The on-call rotation, when I learned enough to join it, could be brutal. Sometimes we’d get a dozen calls in a night, and would turn up bleary-eyed at 8:45 the next day. The subsequent evening was almost always a total write-off – get home, sleep. I appreciated the extra money at the time, but it was the kind of sleep and health sacrifice only someone in their early 20s would reasonably choose to take!

Challenges aside, I’m forever thankful for that job (and for my bosses-to-be for taking the chance with me). We had good teams of people – the support team helping each other out massively – knowledgable old hands, had fun despite the challenges, and I got involved in things beyond application support – I’d completed my CCNA so I ended up doing a new standard router config, got involved in bug testing, and also picked up MySQL rollouts and support as I’d also been studying SQL. I learned a lot about how to communicate with non-technical people, manage expectations and deal with a very busy helpdesk by staying on top of the most important issues. Additionally, I got exposure to the fundamentals of software testing, the challenges developers face, and training new staff on the systems we supported.

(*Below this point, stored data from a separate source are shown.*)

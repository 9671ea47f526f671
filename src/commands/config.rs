use crate::commands::{Command, Context};
use crate::models::Response;

/// Shows or hides the command list on the start page.
pub struct ToggleCommandsCommand;

impl Command for ToggleCommandsCommand {
    fn name(&self) -> &'static str {
        "toggle-commands"
    }

    fn description(&self) -> &'static str {
        "Toggles the visibility of the commands list"
    }

    fn execute(&self, _args: &[String], ctx: &mut Context<'_>) -> Response {
        let shown = ctx.config.toggle_commands();
        log::debug!("show_commands is now {}", shown);
        if shown {
            Response::success("Commands are now shown")
        } else {
            Response::success("Commands are now hidden")
        }
    }
}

I didn’t want to stay in a niche support role forever – and at the time, I saw the shadow of Uber looming on the horizon as an industry threat – so had explored both networking and SQL as progression routes, and ended up choosing SQL. After a few years I left the company, moving out of the trenches to a much quieter backend role supporting MSSQL-backed apps and subsequently into SQL/SSRS development and administration. It was the right move for me and I don’t miss the support life, but I will always have massive respect for tech support after being on the other side of the phone.